//! Topic phrase extraction orchestration.
//!
//! [`TopicExtractor`] drives the whole pipeline over a [`PageText`]: per
//! text unit it strips and drops placeholder strings, splits sentences,
//! tokenizes words, tags, chunks against the configured grammar, segments
//! the IOB annotation into phrases, and filters the candidates. Title
//! candidates always precede content candidates, and sentence order is
//! preserved within each, so extraction is deterministic end to end.
//!
//! # Examples
//!
//! ```
//! use topica::document::PageText;
//! use topica::extractor::{ExtractorConfig, TopicExtractor};
//!
//! let extractor = TopicExtractor::new(ExtractorConfig::default()).unwrap();
//! let page = PageText::new(
//!     vec!["Topic Extraction".to_string()],
//!     vec!["The quick extraction of topics.".to_string()],
//! );
//!
//! let candidates = extractor.extract_candidates(&page).unwrap();
//! assert_eq!(candidates[0], "topic extraction");
//! ```

use std::sync::Arc;

use log::debug;

use crate::analysis::chunker::{Chunker, RegexpChunker};
use crate::analysis::filter::CandidateFilter;
use crate::analysis::grammar::Grammar;
use crate::analysis::segmenter::segment;
use crate::analysis::stem::{SnowballStemmer, Stemmer};
use crate::analysis::tagger::{RuleTagger, Tagger};
use crate::analysis::tokenizer::SentenceTokenizer;
use crate::document::PageText;
use crate::error::Result;
use crate::rank::{RankedPhrase, rank};

/// Explicit extractor configuration.
///
/// All override points are plain typed values validated when the pieces are
/// built: the grammar rejects malformed patterns at [`Grammar::parse`], the
/// filter holds concrete sets. Defaults are process-wide immutable
/// resources, injected here rather than read as ambient state.
#[derive(Clone)]
pub struct ExtractorConfig {
    /// Candidate filtering policy (stop words, punctuation, length).
    pub filter: CandidateFilter,

    /// The chunk grammar matched over each sentence's tag sequence.
    pub grammar: Grammar,

    /// Configured word stemmer. Not applied to extraction output; exposed
    /// for downstream variant collapsing.
    pub stemmer: Arc<dyn Stemmer>,
}

impl ExtractorConfig {
    /// Create the default configuration: English stop words, ASCII
    /// punctuation, the default noun-phrase grammar, and an English
    /// Snowball stemmer.
    pub fn new() -> Self {
        ExtractorConfig {
            filter: CandidateFilter::new(),
            grammar: Grammar::default(),
            stemmer: Arc::new(SnowballStemmer::english()),
        }
    }

    /// Replace the candidate filter.
    pub fn with_filter(mut self, filter: CandidateFilter) -> Self {
        self.filter = filter;
        self
    }

    /// Replace the chunk grammar.
    pub fn with_grammar(mut self, grammar: Grammar) -> Self {
        self.grammar = grammar;
        self
    }

    /// Replace the stemmer.
    pub fn with_stemmer(mut self, stemmer: Arc<dyn Stemmer>) -> Self {
        self.stemmer = stemmer;
        self
    }
}

impl Default for ExtractorConfig {
    fn default() -> Self {
        Self::new()
    }
}

impl std::fmt::Debug for ExtractorConfig {
    fn fmt(&self, f: &mut std::fmt::Formatter<'_>) -> std::fmt::Result {
        f.debug_struct("ExtractorConfig")
            .field("filter", &self.filter)
            .field("grammar", &self.grammar.pattern())
            .field("stemmer", &self.stemmer.name())
            .finish()
    }
}

/// Extracts candidate topic phrases from a page document.
///
/// The extractor is a pure, stateless transform per invocation: it reads
/// its input document, never mutates collaborator output, and keeps no
/// state between calls.
pub struct TopicExtractor {
    config: ExtractorConfig,
    tokenizer: SentenceTokenizer,
    tagger: Arc<dyn Tagger>,
    chunker: Arc<dyn Chunker>,
}

impl TopicExtractor {
    /// Create a new extractor with the given configuration and the built-in
    /// rule tagger and regexp chunker.
    pub fn new(config: ExtractorConfig) -> Result<Self> {
        Ok(TopicExtractor {
            config,
            tokenizer: SentenceTokenizer::new(),
            tagger: Arc::new(RuleTagger::new()),
            chunker: Arc::new(RegexpChunker::new()),
        })
    }

    /// Swap in a different tagger collaborator.
    pub fn with_tagger(mut self, tagger: Arc<dyn Tagger>) -> Self {
        self.tagger = tagger;
        self
    }

    /// Swap in a different chunker collaborator.
    pub fn with_chunker(mut self, chunker: Arc<dyn Chunker>) -> Self {
        self.chunker = chunker;
        self
    }

    /// Get the extractor configuration.
    pub fn config(&self) -> &ExtractorConfig {
        &self.config
    }

    /// Get the configured stemmer.
    pub fn stemmer(&self) -> &Arc<dyn Stemmer> {
        &self.config.stemmer
    }

    /// Extract the ordered candidate list from a page: title candidates
    /// first, then content candidates, sentence order preserved.
    pub fn extract_candidates(&self, page: &PageText) -> Result<Vec<String>> {
        let mut candidates = Vec::new();
        self.process(&page.title, &mut candidates)?;
        let title_count = candidates.len();
        self.process(&page.content, &mut candidates)?;

        debug!(
            "extracted {} candidates ({} from title, {} from content)",
            candidates.len(),
            title_count,
            candidates.len() - title_count,
        );
        Ok(candidates)
    }

    /// Extract candidates and rank them by frequency, counts descending,
    /// ties in first-encountered order.
    pub fn rank_candidates(&self, page: &PageText) -> Result<Vec<RankedPhrase>> {
        let candidates = self.extract_candidates(page)?;
        Ok(rank(&candidates))
    }

    /// Run the per-unit pipeline over a list of text units, appending
    /// surviving lower-cased phrases to `out`.
    fn process(&self, units: &[String], out: &mut Vec<String>) -> Result<()> {
        for unit in units {
            let stripped = unit.trim();
            // Empty units and the "None" placeholder the fetcher may emit.
            if stripped.is_empty() || stripped == "None" {
                continue;
            }

            for sentence in self.tokenizer.sentences(stripped) {
                let words = self.tokenizer.words(sentence);
                if words.is_empty() {
                    continue;
                }

                let tagged = self.tagger.tag(&words)?;
                let iob = self.chunker.chunk(&tagged, &self.config.grammar)?;

                for phrase in segment(&iob) {
                    if self.config.filter.accept(&phrase) {
                        out.push(phrase.to_lowercase());
                    }
                }
            }
        }
        Ok(())
    }
}

impl std::fmt::Debug for TopicExtractor {
    fn fmt(&self, f: &mut std::fmt::Formatter<'_>) -> std::fmt::Result {
        f.debug_struct("TopicExtractor")
            .field("config", &self.config)
            .field("tokenizer", &self.tokenizer.name())
            .field("tagger", &self.tagger.name())
            .field("chunker", &self.chunker.name())
            .finish()
    }
}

______

Reproduce the lines above, beginning at the line with "extraction output; exposed" and stopping after the line with "state between calls.", exactly as they are.

Solution to this problem:
    /// Configured word stemmer. Not applied to extraction output; exposed
    /// for downstream variant collapsing.
    pub stemmer: Arc<dyn Stemmer>,
}

impl ExtractorConfig {
    /// Create the default configuration: English stop words, ASCII
    /// punctuation, the default noun-phrase grammar, and an English
    /// Snowball stemmer.
    pub fn new() -> Self {
        ExtractorConfig {
            filter: CandidateFilter::new(),
            grammar: Grammar::default(),
            stemmer: Arc::new(SnowballStemmer::english()),
        }
    }

    /// Replace the candidate filter.
    pub fn with_filter(mut self, filter: CandidateFilter) -> Self {
        self.filter = filter;
        self
    }

    /// Replace the chunk grammar.
    pub fn with_grammar(mut self, grammar: Grammar) -> Self {
        self.grammar = grammar;
        self
    }

    /// Replace the stemmer.
    pub fn with_stemmer(mut self, stemmer: Arc<dyn Stemmer>) -> Self {
        self.stemmer = stemmer;
        self
    }
}

impl Default for ExtractorConfig {
    fn default() -> Self {
        Self::new()
    }
}

impl std::fmt::Debug for ExtractorConfig {
    fn fmt(&self, f: &mut std::fmt::Formatter<'_>) -> std::fmt::Result {
        f.debug_struct("ExtractorConfig")
            .field("filter", &self.filter)
            .field("grammar", &self.grammar.pattern())
            .field("stemmer", &self.stemmer.name())
            .finish()
    }
}

/// Extracts candidate topic phrases from a page document.
///
/// The extractor is a pure, stateless transform per invocation: it reads
/// its input document, never mutates collaborator output, and keeps no
/// state between calls.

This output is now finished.